Besides the obvious dependence on forests for air, I wanted to highlight one specific example of how our daily choices can impact the wild flora and fauna that call forests home:

Orangutans are just like us in a lot of ways. They bond with their mothers until they're eight years old, they laugh, and evidence shows that they're the only other primate (refresher: humans are primates, too) that talk about the past.They live in Borneo and Sumatra and spend nearly their entire lives in trees. The main threat to their survival, however, is the massive expansion of monocrop plantations for the production of palm oil.

Monocropping refers to the agricultural practice of planting the same crop in the same place each year, which zaps nutrients from the earth and leaves soil weak, rendering it unable to support healthy plant growth. Then, because soil structure becomes so poor, farmers are forced to use chemical fertilizers to encourage plant growth. The many chemicals in fertilizer deplete the soil after a certain period of time and leave the land barren.

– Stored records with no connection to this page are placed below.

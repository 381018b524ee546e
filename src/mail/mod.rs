//! Mail Module
//!
//! The mail record indexer and its HTTP surface: how a letter is
//! addressed, rendered, stored, queried, and retracted.
//!
//! - **`model`** - `MailRecord`, status/provider enums, request types
//! - **`render`** - pure text-to-HTML letter rendering
//! - **`indexer`** - send/list/delete orchestration
//! - **`handlers`** - inbox, outbox, send, delete endpoints

pub mod handlers;
pub mod indexer;
pub mod model;
pub mod render;
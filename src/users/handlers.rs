/**
 * User HTTP Handlers
 *
 * Username claim, existence lookup, and profile customization.
 * Existence and customization reads are public; claiming and writing
 * customization require the caller to own the handle.
 */

use axum::extract::{Path, Query, State};
use axum::response::Json;
use serde::{Deserialize, Serialize};

use crate::error::ApiError;
use crate::middleware::auth::AuthUser;
use crate::server::state::AppState;
use crate::store::Store;
use crate::users::directory;
use crate::users::model::{Customization, UserPatch};

#[derive(Debug, Deserialize)]
pub struct ClaimUsernameRequest {
    pub username: String,
}

#[derive(Debug, Serialize)]
#[serde(rename_all = "camelCase")]
pub struct ClaimUsernameResponse {
    pub username: String,
    pub username_lower: String,
}

/// `POST /api/users/me/username`
pub async fn claim_username(
    State(state): State<AppState>,
    AuthUser(identity): AuthUser,
    Json(request): Json<ClaimUsernameRequest>,
) -> Result<Json<ClaimUsernameResponse>, ApiError> {
    let (username, username_lower) =
        directory::claim_username(state.store.as_ref(), &identity.id, &request.username).await?;
    tracing::info!(id = %identity.id, %username, "username claimed");
    Ok(Json(ClaimUsernameResponse {
        username,
        username_lower,
    }))
}

#[derive(Debug, Deserialize, Default)]
pub struct ExistsParams {
    #[serde(default)]
    pub username: Option<String>,
}

/// `GET /api/users/exists?username=`
pub async fn username_exists(
    State(state): State<AppState>,
    Query(params): Query<ExistsParams>,
) -> Result<Json<serde_json::Value>, ApiError> {
    let username = params
        .username
        .as_deref()
        .ok_or_else(|| ApiError::invalid_argument("username query parameter is required"))?;
    let exists = directory::exists(state.store.as_ref(), username).await?;
    Ok(Json(serde_json::json!({ "exists": exists })))
}

/// `GET /api/users/{username}/customization`
///
/// Public read; a user without saved customization yields the default
/// (all-null) document rather than an error.
pub async fn get_customization(
    State(state): State<AppState>,
    Path(username): Path<String>,
) -> Result<Json<Customization>, ApiError> {
    let record = directory::find_by_username(state.store.as_ref(), &username).await?;
    Ok(Json(record.customization.unwrap_or_default()))
}

/// `POST /api/users/{username}/customization`
///
/// Owner-only write: the authenticated identity must own the handle in
/// the path.
pub async fn set_customization(
    State(state): State<AppState>,
    AuthUser(identity): AuthUser,
    Path(username): Path<String>,
    Json(customization): Json<Customization>,
) -> Result<Json<Customization>, ApiError> {
    let record = directory::find_by_username(state.store.as_ref(), &username).await?;
    if record.id != identity.id {
        return Err(ApiError::forbidden(
            "Not authorized to customize this profile",
        ));
    }

    state
        .store
        .merge_user(&identity.id, UserPatch::customization(customization.clone()))
        .await?;
    Ok(Json(customization))
}
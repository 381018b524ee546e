//! Document Store Module
//!
//! Narrow contract over the backing store: per collection (`users`,
//! `mail`) it supports get-by-id, set-with-merge, status patch,
//! delete-by-id, and equality-filtered queries with a descending sort
//! on `created_at` and a row limit. No multi-document transactions.
//!
//! The trait is object-safe so the whole backend runs against a single
//! long-lived `Arc<dyn Store>` constructed at process start, and tests
//! substitute the in-memory implementation.

use async_trait::async_trait;
use thiserror::Error;
use uuid::Uuid;

use crate::mail::model::{MailRecord, MailStatus};
use crate::users::model::{UserPatch, UserRecord};

pub mod memory;
pub mod postgres;

pub use memory::MemoryStore;
pub use postgres::PgStore;

/// Backing store failure.
#[derive(Debug, Error)]
pub enum StoreError {
    #[error("database error: {0}")]
    Database(#[from] sqlx::Error),

    /// A stored document failed to decode into its model type.
    #[error("corrupt document: {0}")]
    Corrupt(String),
}

/// Store operations used by the identity and mail subsystems.
///
/// Read/write calls are independently atomic at the single-document
/// level; uniqueness checks layered on top are check-then-write (see
/// the directory module).
#[async_trait]
pub trait Store: Send + Sync {
    /// Fetch a user record by its stable id.
    async fn get_user(&self, id: &str) -> Result<Option<UserRecord>, StoreError>;

    /// Set-with-merge onto the user record for `id`, creating the
    /// record if it does not exist. Only `Some` patch fields change.
    async fn merge_user(&self, id: &str, patch: UserPatch) -> Result<(), StoreError>;

    /// Equality lookup on the normalized username index.
    async fn find_user_by_username_lower(
        &self,
        username_lower: &str,
    ) -> Result<Option<UserRecord>, StoreError>;

    /// Exact-case lookup on the display username. Covers records that
    /// predate the normalized index.
    async fn find_user_by_username_exact(
        &self,
        username: &str,
    ) -> Result<Option<UserRecord>, StoreError>;

    /// Insert a new mail record.
    async fn insert_mail(&self, record: &MailRecord) -> Result<(), StoreError>;

    /// Fetch a mail record by id.
    async fn get_mail(&self, id: Uuid) -> Result<Option<MailRecord>, StoreError>;

    /// Patch status (and provider reference, when given) on a mail
    /// record. Applied at most once per delivery attempt.
    async fn patch_mail_status(
        &self,
        id: Uuid,
        status: MailStatus,
        provider_ref: Option<String>,
    ) -> Result<(), StoreError>;

    /// Hard-delete a mail record. Returns whether a record existed.
    async fn delete_mail(&self, id: Uuid) -> Result<bool, StoreError>;

    /// Mail addressed to `username_lower`, newest first, capped at `limit`.
    async fn list_mail_to(
        &self,
        username_lower: &str,
        limit: u32,
    ) -> Result<Vec<MailRecord>, StoreError>;

    /// Mail sent by `username_lower`, newest first, capped at `limit`.
    async fn list_mail_from(
        &self,
        username_lower: &str,
        limit: u32,
    ) -> Result<Vec<MailRecord>, StoreError>;
}
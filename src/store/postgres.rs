/**
 * PostgreSQL Store
 *
 * sqlx-backed implementation of the store contract. One table per
 * collection, JSONB for the nested profile documents, and equality
 * indexes on the lowercase username columns that back the
 * case-insensitive lookups.
 *
 * The schema is applied idempotently at startup; there is no separate
 * migration pipeline.
 */

use async_trait::async_trait;
use chrono::{DateTime, Utc};
use sqlx::postgres::PgRow;
use sqlx::{PgPool, Row};
use uuid::Uuid;

use crate::mail::model::{MailRecord, MailStatus, Provider};
use crate::store::{Store, StoreError};
use crate::users::model::{Customization, PostalAddress, UserPatch, UserRecord};

const SCHEMA: &str = r#"
CREATE TABLE IF NOT EXISTS users (
    id TEXT PRIMARY KEY,
    username TEXT NOT NULL DEFAULT '',
    username_lower TEXT NOT NULL DEFAULT '',
    display_name TEXT,
    email TEXT,
    address JSONB,
    customization JSONB,
    created_at TIMESTAMPTZ NOT NULL,
    updated_at TIMESTAMPTZ NOT NULL
);
CREATE INDEX IF NOT EXISTS users_username_lower_idx ON users (username_lower);

CREATE TABLE IF NOT EXISTS mail (
    id UUID PRIMARY KEY,
    from_username TEXT NOT NULL,
    from_username_lower TEXT NOT NULL,
    to_username TEXT NOT NULL,
    to_username_lower TEXT NOT NULL,
    subject TEXT,
    body TEXT NOT NULL,
    body_html TEXT NOT NULL,
    images JSONB NOT NULL DEFAULT '[]',
    status TEXT NOT NULL,
    provider TEXT NOT NULL,
    provider_ref TEXT,
    created_at TIMESTAMPTZ NOT NULL
);
CREATE INDEX IF NOT EXISTS mail_to_username_lower_idx ON mail (to_username_lower, created_at DESC);
CREATE INDEX IF NOT EXISTS mail_from_username_lower_idx ON mail (from_username_lower, created_at DESC);
"#;

/// PostgreSQL store over a shared connection pool.
pub struct PgStore {
    pool: PgPool,
}

impl PgStore {
    /// Wrap an existing pool and make sure the schema exists.
    pub async fn new(pool: PgPool) -> Result<Self, StoreError> {
        sqlx::raw_sql(SCHEMA).execute(&pool).await?;
        Ok(Self { pool })
    }
}

const USER_COLUMNS: &str =
    "id, username, username_lower, display_name, email, address, customization, created_at, updated_at";

const MAIL_COLUMNS: &str = "id, from_username, from_username_lower, to_username, to_username_lower, \
     subject, body, body_html, images, status, provider, provider_ref, created_at";

fn user_from_row(row: &PgRow) -> Result<UserRecord, StoreError> {
    let address: Option<serde_json::Value> = row.try_get("address").map_err(StoreError::from)?;
    let address: Option<PostalAddress> = address
        .map(serde_json::from_value)
        .transpose()
        .map_err(|e| StoreError::Corrupt(format!("user address: {e}")))?;

    let customization: Option<serde_json::Value> =
        row.try_get("customization").map_err(StoreError::from)?;
    let customization: Option<Customization> = customization
        .map(serde_json::from_value)
        .transpose()
        .map_err(|e| StoreError::Corrupt(format!("user customization: {e}")))?;

    Ok(UserRecord {
        id: row.try_get("id")?,
        username: row.try_get("username")?,
        username_lower: row.try_get("username_lower")?,
        display_name: row.try_get("display_name")?,
        email: row.try_get("email")?,
        address,
        customization,
        created_at: row.try_get::<DateTime<Utc>, _>("created_at")?,
        updated_at: row.try_get::<DateTime<Utc>, _>("updated_at")?,
    })
}

fn mail_from_row(row: &PgRow) -> Result<MailRecord, StoreError> {
    let status: String = row.try_get("status")?;
    let status = MailStatus::parse(&status)
        .ok_or_else(|| StoreError::Corrupt(format!("mail status: {status}")))?;

    let provider: String = row.try_get("provider")?;
    let provider = Provider::parse(&provider)
        .ok_or_else(|| StoreError::Corrupt(format!("mail provider: {provider}")))?;

    let images: serde_json::Value = row.try_get("images")?;
    let images: Vec<String> = serde_json::from_value(images)
        .map_err(|e| StoreError::Corrupt(format!("mail images: {e}")))?;

    Ok(MailRecord {
        id: row.try_get("id")?,
        from_username: row.try_get("from_username")?,
        from_username_lower: row.try_get("from_username_lower")?,
        to_username: row.try_get("to_username")?,
        to_username_lower: row.try_get("to_username_lower")?,
        subject: row.try_get("subject")?,
        body: row.try_get("body")?,
        body_html: row.try_get("body_html")?,
        images,
        status,
        provider,
        provider_ref: row.try_get("provider_ref")?,
        created_at: row.try_get::<DateTime<Utc>, _>("created_at")?,
    })
}

fn to_json<T: serde::Serialize>(value: &Option<T>) -> Result<Option<serde_json::Value>, StoreError> {
    value
        .as_ref()
        .map(serde_json::to_value)
        .transpose()
        .map_err(|e| StoreError::Corrupt(format!("encode document: {e}")))
}

#[async_trait]
impl Store for PgStore {
    async fn get_user(&self, id: &str) -> Result<Option<UserRecord>, StoreError> {
        let row = sqlx::query(&format!("SELECT {USER_COLUMNS} FROM users WHERE id = $1"))
            .bind(id)
            .fetch_optional(&self.pool)
            .await?;
        row.as_ref().map(user_from_row).transpose()
    }

    async fn merge_user(&self, id: &str, patch: UserPatch) -> Result<(), StoreError> {
        let now = Utc::now();
        let address = to_json(&patch.address)?;
        let customization = to_json(&patch.customization)?;

        // Upsert with COALESCE per column gives set-with-merge
        // semantics: absent patch fields keep their stored value.
        sqlx::query(
            r#"
            INSERT INTO users (id, username, username_lower, display_name, email, address, customization, created_at, updated_at)
            VALUES ($1, COALESCE($2, ''), COALESCE($3, ''), $4, $5, $6, $7, $8, $8)
            ON CONFLICT (id) DO UPDATE SET
                username = COALESCE($2, users.username),
                username_lower = COALESCE($3, users.username_lower),
                display_name = COALESCE($4, users.display_name),
                email = COALESCE($5, users.email),
                address = COALESCE($6, users.address),
                customization = COALESCE($7, users.customization),
                updated_at = $8
            "#,
        )
        .bind(id)
        .bind(patch.username)
        .bind(patch.username_lower)
        .bind(patch.display_name)
        .bind(patch.email)
        .bind(address)
        .bind(customization)
        .bind(now)
        .execute(&self.pool)
        .await?;

        Ok(())
    }

    async fn find_user_by_username_lower(
        &self,
        username_lower: &str,
    ) -> Result<Option<UserRecord>, StoreError> {
        let row = sqlx::query(&format!(
            "SELECT {USER_COLUMNS} FROM users WHERE username_lower = $1 AND username_lower <> ''"
        ))
        .bind(username_lower)
        .fetch_optional(&self.pool)
        .await?;
        row.as_ref().map(user_from_row).transpose()
    }

    async fn find_user_by_username_exact(
        &self,
        username: &str,
    ) -> Result<Option<UserRecord>, StoreError> {
        let row = sqlx::query(&format!(
            "SELECT {USER_COLUMNS} FROM users WHERE username = $1 AND username <> ''"
        ))
        .bind(username)
        .fetch_optional(&self.pool)
        .await?;
        row.as_ref().map(user_from_row).transpose()
    }

    async fn insert_mail(&self, record: &MailRecord) -> Result<(), StoreError> {
        let images = serde_json::to_value(&record.images)
            .map_err(|e| StoreError::Corrupt(format!("encode images: {e}")))?;

        sqlx::query(
            r#"
            INSERT INTO mail (id, from_username, from_username_lower, to_username, to_username_lower,
                              subject, body, body_html, images, status, provider, provider_ref, created_at)
            VALUES ($1, $2, $3, $4, $5, $6, $7, $8, $9, $10, $11, $12, $13)
            "#,
        )
        .bind(record.id)
        .bind(&record.from_username)
        .bind(&record.from_username_lower)
        .bind(&record.to_username)
        .bind(&record.to_username_lower)
        .bind(&record.subject)
        .bind(&record.body)
        .bind(&record.body_html)
        .bind(images)
        .bind(record.status.as_str())
        .bind(record.provider.as_str())
        .bind(&record.provider_ref)
        .bind(record.created_at)
        .execute(&self.pool)
        .await?;

        Ok(())
    }

    async fn get_mail(&self, id: Uuid) -> Result<Option<MailRecord>, StoreError> {
        let row = sqlx::query(&format!("SELECT {MAIL_COLUMNS} FROM mail WHERE id = $1"))
            .bind(id)
            .fetch_optional(&self.pool)
            .await?;
        row.as_ref().map(mail_from_row).transpose()
    }

    async fn patch_mail_status(
        &self,
        id: Uuid,
        status: MailStatus,
        provider_ref: Option<String>,
    ) -> Result<(), StoreError> {
        sqlx::query(
            "UPDATE mail SET status = $1, provider_ref = COALESCE($2, provider_ref) WHERE id = $3",
        )
        .bind(status.as_str())
        .bind(provider_ref)
        .bind(id)
        .execute(&self.pool)
        .await?;
        Ok(())
    }

    async fn delete_mail(&self, id: Uuid) -> Result<bool, StoreError> {
        let result = sqlx::query("DELETE FROM mail WHERE id = $1")
            .bind(id)
            .execute(&self.pool)
            .await?;
        Ok(result.rows_affected() > 0)
    }

    async fn list_mail_to(
        &self,
        username_lower: &str,
        limit: u32,
    ) -> Result<Vec<MailRecord>, StoreError> {
        let rows = sqlx::query(&format!(
            "SELECT {MAIL_COLUMNS} FROM mail WHERE to_username_lower = $1 ORDER BY created_at DESC LIMIT $2"
        ))
        .bind(username_lower)
        .bind(i64::from(limit))
        .fetch_all(&self.pool)
        .await?;
        rows.iter().map(mail_from_row).collect()
    }

    async fn list_mail_from(
        &self,
        username_lower: &str,
        limit: u32,
    ) -> Result<Vec<MailRecord>, StoreError> {
        let rows = sqlx::query(&format!(
            "SELECT {MAIL_COLUMNS} FROM mail WHERE from_username_lower = $1 ORDER BY created_at DESC LIMIT $2"
        ))
        .bind(username_lower)
        .bind(i64::from(limit))
        .fetch_all(&self.pool)
        .await?;
        rows.iter().map(mail_from_row).collect()
    }
}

To further complicate the palm oil/orangutan debacle, oil palms only grow in the tropics and need a serious amount of water -- hence why Borneo and Sumatra are perfect for palm farmers. As demand for palm oil grows globally, vast areas of virgin tropical rainforest have been clear cut to open up land for cultivation, forcing orangutans and other species from their home habitats. Palm oil companies also prefer to clear primary forests because they don't need to use as much fertilizer on fresh (ahem, nutrient-dense) soil. After palm oil plantations are established, starving orangutans are frequently killed by these companies when they try to find food in areas these companies have 'claimed.' There's a lot of other components that contribute to the problem, like the practice of razing crops in between planting seasons that ends up scorching surrounding canopies where orangutans live, but let's just sum it up to say: more palm oil = less orangutans.

The issue with palm oil is that it's in everything. And by everything, I mean everything. Palm oil is a key ingredient in soaps, shampoos, toothpaste, biofuel, and half of the packaged food we see in our corner bodega like cookies, bread, and potato chips. Here'sour favorite resource on why palm oil sneaks into so many of our favorite products. You may be asking if it's possible to consume palm oil 'sustainably.' Unfortunately, less than 7% of the total production is certified as sustainable by the RSPO and researchers found that no significant difference was found between certified and non-certified plantations for any of the sustainability metrics investigated, such as conservation of biodiversity, consideration of social impacts, economic viability, or commitment to best practice. Bummer, right?

Of course, one way to help would be toavoid palm oil. While this is nearly impossible, acknowledging that our actions have impacts is the first step. If a product's saturated fat content makes up more than 40% of its total fat content, it will *always* contain palm oil (our doctors tell us to minimize saturated fat anyway, so we're really killing two birds with one stone here). Choose products that contain clearly labeled oils, such as 100% sunflower oil, corn oil, olive oil, coconut oil, or canola oil. Vegetable oil is essentially palm oil in disguise.

Curious to learn more?

Watch David Attenborough's newest Netflix special 'A Life On Our Planet' (Side-note, this man is 94 years old and as spry as a spring chicken). As he says, 'If we take care of nature, nature will take care of us.' Indeed, David!

This post is dedicated to Lizzie's mom who loves animals more than people and is happiest in the bush surrounded by gorillas. She advocates for animals when they can't advocate for themselves, and we love her for that.